The human immune system is composed of a diverse array of cells, which collectively work to exterminate pathogenic entities in the body. Yet this system is able to recognize host, or self, tissues as “friendly” through a variety of so-called immune checkpoint signals. Many cancer types — including melanomas and breast cancers — exploit this system by overexpressing two such immune checkpoints called programmed death-ligand 1 (PD-L1) and transforming growth factor beta (TGF) [1,2]. The PD-L1 signal is presented on the surface of tumor cells and disables attacking immune cells when the two make physical contact with each other. This signal acts like a molecular cloaking device, allowing the pathogenic tissue to pose as healthy in the eyes of the immune system. Alternatively, the TGF signal is secreted by tumor cells into the immediate environment and activates regulatory T cells (Treg), a cell type that disables immune assault within close proximity of the tumor. As such, cancer types that overexpress PD-L1 and TGF are able to evade immune surveillance, a phenomenon that ultimately accelerates tumor progression.

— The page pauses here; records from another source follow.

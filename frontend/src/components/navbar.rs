use coursehub::navigation::visible_actions;
use coursehub::service::notifications::NotificationFeed;
use leptos::prelude::*;
use leptos::task::spawn_local;

use crate::auth::use_auth;
use crate::web::Interval;
use crate::web::router::{Link, use_router};

#[component]
pub fn Navbar() -> impl IntoView {
    let auth = use_auth();
    let router = use_router();
    let viewer = auth.viewer_signal();
    let section = router.section();

    let greeting = move || {
        auth.session
            .get()
            .map(|s| format!("Hi, {}", s.user.first_name()))
    };

    view! {
        <div class="navbar bg-base-100 shadow-sm">
            <div class="flex-1">
                <Link to="/" class="btn btn-ghost text-xl">"CourseHub"</Link>
                <ul class="menu menu-horizontal px-1 hidden md:flex">
                    {move || {
                        visible_actions(viewer.get())
                            .iter()
                            .map(|action| {
                                let action = *action;
                                let class = if section.get() == action.section() { "active" } else { "" };
                                view! {
                                    <li>
                                        <Link to=action.path() class=class>{action.label()}</Link>
                                    </li>
                                }
                            })
                            .collect_view()
                    }}
                </ul>
            </div>
            <div class="flex-none gap-2">
                {move || match greeting() {
                    Some(text) => view! {
                        <NotificationBell />
                        <span class="hidden sm:inline">{text}</span>
                        <button class="btn btn-ghost btn-sm" on:click=move |_| auth.logout()>
                            "Logout"
                        </button>
                    }
                    .into_any(),
                    None => view! {
                        <Link to="/login" class="btn btn-ghost btn-sm">"Login"</Link>
                        <Link to="/signup" class="btn btn-primary btn-sm">"Sign Up"</Link>
                    }
                    .into_any(),
                }}
            </div>
        </div>
    }
}

/// 通知铃铛，按配置的间隔轮询
#[component]
fn NotificationBell() -> impl IntoView {
    let auth = use_auth();
    let (feed, set_feed) = signal(NotificationFeed::default());
    let (open, set_open) = signal(false);

    spawn_local(async move {
        match auth.app().notifications().await {
            Ok(items) => set_feed.set(items),
            Err(e) => log::warn!("notifications unavailable: {}", e),
        }
    });

    let poll = auth.app().config.notification_poll;
    let interval = Interval::new(poll, move || {
        spawn_local(async move {
            match auth.app().poll_notifications().await {
                Ok(items) => set_feed.set(items),
                Err(e) => log::warn!("notification poll failed: {}", e),
            }
        });
    });
    // 组件卸载时 drop，定时器随之清除
    let interval = StoredValue::new_local(interval);
    on_cleanup(move || interval.dispose());

    let mark_read = move |id: String| {
        let mut current = feed.get_untracked();
        spawn_local(async move {
            let result = auth.app().mark_notification_read(&mut current, &id).await;
            if let Err(e) = result {
                log::warn!("{}", e);
            }
            set_feed.set(current);
        });
    };

    view! {
        <div class="dropdown dropdown-end">
            <button class="btn btn-ghost btn-circle" on:click=move |_| set_open.update(|o| *o = !*o)>
                <div class="indicator">
                    <span>"🔔"</span>
                    {move || {
                        let unread = feed.with(|f| f.unread_count());
                        (unread > 0).then(|| view! {
                            <span class="badge badge-xs badge-primary indicator-item">{format!("{}", unread)}</span>
                        })
                    }}
                </div>
            </button>
            <Show when=move || open.get()>
                <ul class="menu dropdown-content bg-base-100 rounded-box z-10 w-80 p-2 shadow">
                    {move || {
                        let items = feed.get().items;
                        if items.is_empty() {
                            return view! { <li class="p-2 text-sm">"No notifications"</li> }.into_any();
                        }
                        items
                            .into_iter()
                            .map(|n| {
                                let id = n.id.clone();
                                let class = if n.read { "opacity-60" } else { "font-semibold" };
                                view! {
                                    <li class=class>
                                        <a on:click=move |_| mark_read(id.clone())>
                                            <div>
                                                {n.title.clone().map(|t| view! { <p class="font-bold">{t}</p> })}
                                                <p class="text-sm">{n.message.clone()}</p>
                                            </div>
                                        </a>
                                    </li>
                                }
                            })
                            .collect_view()
                            .into_any()
                    }}
                </ul>
            </Show>
        </div>
    }
}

There are currently three FDA-approved drugs that block the PD-L1 signal, and by doing so, direct immune cells to kill tumor cells in the event of a physical encounter. While these therapies have been met with clinical success in patients with different cancer types, the strategy has its limitations. It requires immune cells to push through an inhibitory layer of Tregs — presumably stimulated by TGF —in the cancer microenvironment before physically meeting the tumor cells. Consequently, Tregs have garnered attention in the cancer immunotherapy research community as a potential means of resistance against therapies such as PD-L1 inhibitors.
This concern sparked a collaboration among researchers from the Johns Hopkins University School of Medicine, Insilico Medicine, Inc. and Stanford University. Their efforts ultimately resulted in the development of a dual-function construct called a Y-trap, which disables both the PD-L1 and the TGF immunosuppressive mechanisms [3]. The Y-trap consists of an inhibitory anti-PD-L1 antibody fused to a TGF-binding domain, which serves as the “trap” portion of the construct. By trapping TGF and blocking its effect, the authors hypothesized that their Y-trap construct would clear Tregs from the cancer microenvironment, thereby removing a major impediment for antitumor immune attack. This clearing effect on Tregs was observed in mouse models of melanoma and breast cancer when treated with PDL1-TGF Y-traps. Furthermore, the dual-function Y-traps were shown to be significantly more effective than single-function PD-L1 inhibitors at slowing tumor progression in both melanoma and breast cancer models.
While this therapeutic approach shows promise in treating tumors that don’t respond to regimens of traditional PD-L1 inhibitor treatments, its risk for inducing autoimmunity should be acknowledged as Y-traps advance to clinical trials. Dosing of Y-traps should be meticulously studied in an attempt to determine its therapeutic window, the dose range in which intended antitumor effects are seen with minimal adverse effects. At any rate, Y-traps serve as a remarkable leap forward in the effort to improve outcomes for patients with advanced forms of metastatic cancer.
References
- Topalian, S.L., Drake, C.G. and Pardoll, D.M., 2012. Targeting the PD-1/B7-H1 (PD-L1) pathway to activate anti-tumor immunity. Current opinion in immunology, 24(2), pp.207-212.
- Massagué, J., 2008. TGFβ in cancer. Cell, 134(2), pp.215-230.
- Ravi, R., Noonan, K.A., Pham, V., Bedi, R., Zhavoronkov, A., Ozerov, I.V., Makarev, E., Artemov, A., Wysocki, P.T., Mehra, R. and Nimmagadda, S., 2018. Bifunctional immune checkpoint-targeted antibody-ligand traps that simultaneously disable TGFβ enhance the efficacy of cancer immunotherapy. Nature communications, 9(1), p.741.